§ **WHAT YOU NEED TO DO**: In the listing below, lines with the string "RegistryResult" are to be counted; the number is the entire reply.

——————

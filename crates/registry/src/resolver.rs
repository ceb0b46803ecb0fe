//! Resolution of request addressing into live storage handles.

use crate::context::OpContext;
use crate::error::RegistryResult;
use crate::request::RequestContext;
use pallet_storage::{Package, RegistryStore, Space, Version};
use std::sync::Arc;

/// Resolves space, then package, then version, stopping at the first level
/// that is malformed or missing.
pub struct ResourceResolver<'a> {
    store: &'a dyn RegistryStore,
    ctx: &'a OpContext,
}

impl<'a> ResourceResolver<'a> {
    pub fn new(store: &'a dyn RegistryStore, ctx: &'a OpContext) -> Self {
        Self { store, ctx }
    }

    pub async fn space(&self, req: &RequestContext) -> RegistryResult<Arc<dyn Space>> {
        let name = req.space_name()?;
        self.ctx.guard("get_space", self.store.space(&name)).await
    }

    pub async fn package(&self, req: &RequestContext) -> RegistryResult<Arc<dyn Package>> {
        let space = self.space(req).await?;
        let name = req.package_name()?;
        self.ctx.guard("get_package", space.package(&name)).await
    }

    pub async fn version(&self, req: &RequestContext) -> RegistryResult<Arc<dyn Version>> {
        let package = self.package(req).await?;
        let number = req.version_number()?;
        self.ctx.guard("get_version", package.version(&number)).await
    }
}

——————

§ **EXERCISE RESULT**: 4